They say that $${n \choose k}={n \choose n-k}.$$
Can someone explain its meaning?
Among many problems that use this proof, here is an example:
The english alphabet has $26$ letters of which $5$ are vowels (and $21$ are
consonants).How many $5$-letter words can we form by using $3$ different consonants
and $2$ different vowels?
I understand where the answer says we have:
$$P(21,3) = 21\times 20\times 19 = 7980\ ,$$
and
$$P(5,2) = 5\times4 = 20\ .$$
We get the permutations for each category. Now we must place them into $5$ places, but it says this is done by computing:
$$C(5,3)$$
and it explains further:
For each case, the rest of the letters will be vowels.

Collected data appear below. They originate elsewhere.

//! Attribute datatype registry.
//!
//! The registry caches which datatypes have been stored under each attribute
//! path. It mirrors the `attribute_datatypes` table and is used to coerce text
//! operands of loose searches into numbers or dates when an attribute has only
//! ever held one of those.

use std::collections::{BTreeSet, HashMap};

use crate::document::codec::{parse_date, parse_number, Datatype};
use crate::types::Value;

/// In-memory cache of attribute datatypes.
#[derive(Debug, Default, Clone)]
pub struct DatatypeRegistry {
    by_attribute: HashMap<String, BTreeSet<Datatype>>,
}

impl DatatypeRegistry {
    /// Creates an empty registry.
    pub fn new() -> Self {
        Self::default()
    }

    /// Records that `attribute` holds a value of `datatype`.
    ///
    /// Returns true if the pair was not known before.
    pub fn register(&mut self, attribute: impl Into<String>, datatype: Datatype) -> bool {
        self.by_attribute
            .entry(attribute.into())
            .or_default()
            .insert(datatype)
    }

    /// Returns every datatype observed for `attribute`.
    pub fn datatypes(&self, attribute: &str) -> Option<&BTreeSet<Datatype>> {
        self.by_attribute.get(attribute)
    }

    /// Returns the datatype if `attribute` has only ever held one.
    pub fn sole_datatype(&self, attribute: &str) -> Option<Datatype> {
        let datatypes = self.by_attribute.get(attribute)?;
        if datatypes.len() == 1 {
            datatypes.iter().next().copied()
        } else {
            None
        }
    }

    /// Coerces a text operand to the attribute's only datatype when it
    /// parses as that type. Other operands are returned unchanged.
    pub fn coerce(&self, attribute: &str, operand: &Value) -> Value {
        let Value::Text(text) = operand else {
            return operand.clone();
        };
        match self.sole_datatype(attribute) {
            Some(Datatype::Number) => parse_number(text)
                .map(Value::Number)
                .unwrap_or_else(|| operand.clone()),
            Some(Datatype::Date) => parse_date(text)
                .map(Value::Date)
                .unwrap_or_else(|| operand.clone()),
            _ => operand.clone(),
        }
    }

    /// Number of registered attributes.
    pub fn len(&self) -> usize {
        self.by_attribute.len()
    }

    /// Returns true if nothing is registered.
    pub fn is_empty(&self) -> bool {
        self.by_attribute.is_empty()
    }

    /// Forgets everything.
    pub fn clear(&mut self) {
        self.by_attribute.clear();
    }
}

(Aren't we supposed to check that case?)
It ends by multiplying all three together:
$C(5,3)\times P(21,3)\times P(5,2)$
Best Answer
$$ \begin{align} \dbinom{6}{2} & \longleftrightarrow \dbinom{6}{6-2} \\[8pt] AB & \longleftrightarrow CDEF \\ AC & \longleftrightarrow BDEF \\ AD & \longleftrightarrow BCEF \\ AE & \longleftrightarrow BCDF \\ AF & \longleftrightarrow BCDE \\ BC & \longleftrightarrow ADEF \\ BD & \longleftrightarrow ACEF \\ BE & \longleftrightarrow ACDF \\ BF & \longleftrightarrow ACDE \\ CD & \longleftrightarrow ABEF \\ CE & \longleftrightarrow ABDF \\ CF & \longleftrightarrow ABDE \\ DE & \longleftrightarrow ABCF \\ DF & \longleftrightarrow ABCE \\ EF & \longleftrightarrow ABCD \end{align} $$ There are exactly as many ways to choose $2$ out of $6$ as to choose $6-2$ out of $6$ because each way of choosing $2$ out of $6$ has a corresponding way of choosing $6-2$ out of $6$ and vice-versa.